Gözü kara yatırım yapılıyor
Kalkınma Bakanlığı tarafından hazırlanan 11. Kalkınma Planı için süren çalışmalara da Madencilik Komisyonu aracılığıyla katıldığını dile getiren Dinçer, maden işletme izinlerinin tek merkezden verilmesi önerisinde bulunduğunu söyledi. Aydın Dinçer, önerisinin detaylarını şöyle açıkladı: “Madenin olduğu yerde izinlerimizi tek noktadan alalım önerisinde bulundum. 8-10 kuruluştan izinler almak zorundayız ve büyük ihalelerle alınmış ruhsatlara rağmen işletip işletemeyeceğiniz meçhul kalıyor. Yaptığınız yatırıma rağmen Orman ve Su İşleri Bakanlığı’ndan, Çevre ve Şehircilik Bakanlığı’ndan ve başka pek çok kuruluştan pek çok izin almak için uzun süreler beklemek durumunda kalıyoruz. Şu anda gözü kara bir şekilde yatırım yapılıyor. Kalkınma Planı içinde de bu önerimizin yer almasını umut ediyoruz.”
Turkish Stones
İMİB Başkanı Dinçer, doğal taş özelinde ise gündemlerindeki en önemli konunun Turkish Stones markasını dünyada tanıtmak olduğunu kaydetti. Dünyada son kullanıcının Turkish Stones’u tanımasının sektörü düşük fiyat sıkıntısından da kurtaracağına inandığını belirten Dinçer, yüksek nitelikli, çok beğenilen taşlara özel tanıtımlar yapılabileceğini de sözlerine ekledi. Blok mermer ihracatında, Çin’in yüzde 54, Hindistan’ın yüzde 29’luk ithalatının Türkiye’den karşıladığını belirten Aydın Dinçer “İtalya, Hindistan’ın blok mermer ihracatının yüzde 49’unu karşılıyor. Hem yeni pazarlar oluşturmak, hem bulunduğumuz pazarlarda payımızı artırmak istiyoruz. Üyelerimize pazarların durumuna ilişkin detaylı bir bilgi göndererek, hangi pazarlara yoğunlaşabilecekleri konusunda yol gösterici oluyoruz. Göreve gelir gelmez Maden şubemizi bu konuda harekete geçirdik ve ülke pazarlarını çalışmaya başladık. 2016 verilerine göre pazarların incelenmesi tamamlandı. Bunu tüm üyelerimize gönderdik. 2017’nin çalışmasını da başlattık, onu da hızlıca tamamlayıp paylaşacağız” dedi.
URGE Projeleri hakkında
Sürmekte olan URGE projelerine de değinen Aydın Dinçer, devam eden altı URGE projesi olduğunu söyledi. URGE projelerinin artık sadece milli katılımlı fuarlarda stant açmakla sınırlı olarak ele alınmadığını belirten Dinçer, yönetim kurulundan bağımsız olarak URGE ekiplerinin, iki kere üst üste toplantıya gelmeyen firmaları eleyerek verimli ve sonuç odaklı bir çalışma izlemeye karar verdiğini ifade etti.
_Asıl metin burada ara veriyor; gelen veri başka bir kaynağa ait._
//! StackGuard policy engines
//!
//! Interchangeable backends behind the [`OpaEngine`] trait:
//! - [`LocalOpaEngine`]: evaluates rules compiled from a Rego subset in-process
//! - [`MockOpaEngine`]: returns scripted results and records its inputs
//! - [`RemoteOpaEngine`]: posts to an external policy service, with
//!   fail-open or fail-closed behaviour when the service is unreachable
//!
//! [`create_opa_engine`] builds a backend from configuration and
//! [`batch_evaluate`] runs many inputs through one engine.

pub mod batch;
pub mod config;
pub mod engine;
pub mod factory;
pub mod local;
pub mod mock;
pub mod remote;
pub mod types;

pub use batch::{batch_evaluate, batch_evaluate_with_concurrency, BatchResult};
pub use config::{EngineConfig, FailMode, LocalEngineConfig, MockEngineConfig, RemoteOpaConfig};
pub use engine::OpaEngine;
pub use factory::create_opa_engine;
pub use local::LocalOpaEngine;
pub use mock::MockOpaEngine;
pub use remote::RemoteOpaEngine;
pub use types::{EngineType, OpaEvaluationResult, OpaInput, OpaPolicyViolation};

/// Prelude for convenient imports
pub mod prelude {
    pub use crate::batch::batch_evaluate;
    pub use crate::config::{EngineConfig, FailMode};
    pub use crate::engine::OpaEngine;
    pub use crate::factory::create_opa_engine;
    pub use crate::types::{OpaEvaluationResult, OpaInput, OpaPolicyViolation};
}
Blok ihracattan vazgeçme lüksümüz yok
Blok ve işlenmiş ürün ihracatı olarak ikiye ayrılan doğal taş pazarında her iki kategorinin de vazgeçilmez olduğunun altını çizen Dinçer “Doğal taşın 2 milyar dolarlık ihracatının yarısı blok mermer ihracatıdır. Blok ürün satmazsak İtalya, İran, Pakistan, Hindistan gibi rakip ülkelerimiz Çin’e blok satış yapmaya başlayacak ve Çinli müteahhitler aracılığıyla dünya çapında aldıkları projelerde bizim rakiplerimiz olan ülkelerin doğal taşlarını kullanacaklardır. Sadece işlenmiş ürün satalım diyebilecek bir lüksümüz yok. Ama işlenmiş ürünün de önünü açmak için yeni tasarımlar inovasyonlar gerçekleştirmek için çaba sarf etmek zorundayız” diye konuştu.
Bilim Kurulu kuruluyor
Aydın Dinçer’in verdiği bilgilere göre; Türkiye’de ilk defa İMİB tarafından bir ihracatçı birliğinde Bilim Kurulu oluşturuluyor. Özellikle çevreci madencilik için bilimsel rapor hazırlamak üzere farklı disiplinler ve farklı disiplinlerden uzmanların yer alacağı Bilim Kurulu, kamu ve kamuoyuna madenciliğin, çevreci madencilik olarak da yapılabileceğini, iş güvenliğine hassasiyet göstermenin mümkün olduğunu bilimsel olarak anlatacak. Maden hukukunun önde gelen uzmanlarından Prof. Dr. Mustafa Topaloğlu’na hukuk danışmanlığı için teklif götüren İMİB, olumlu yanıt aldı. Prof. Dr. Mustafa Topaloğlu’nun danışmanlığı ile İMİB, tüm madenci örgütlerinin istek ve önerilerini, uzmanlık içeren ortak bir görüş halinde kamu ile paylaşmayı amaçlıyor.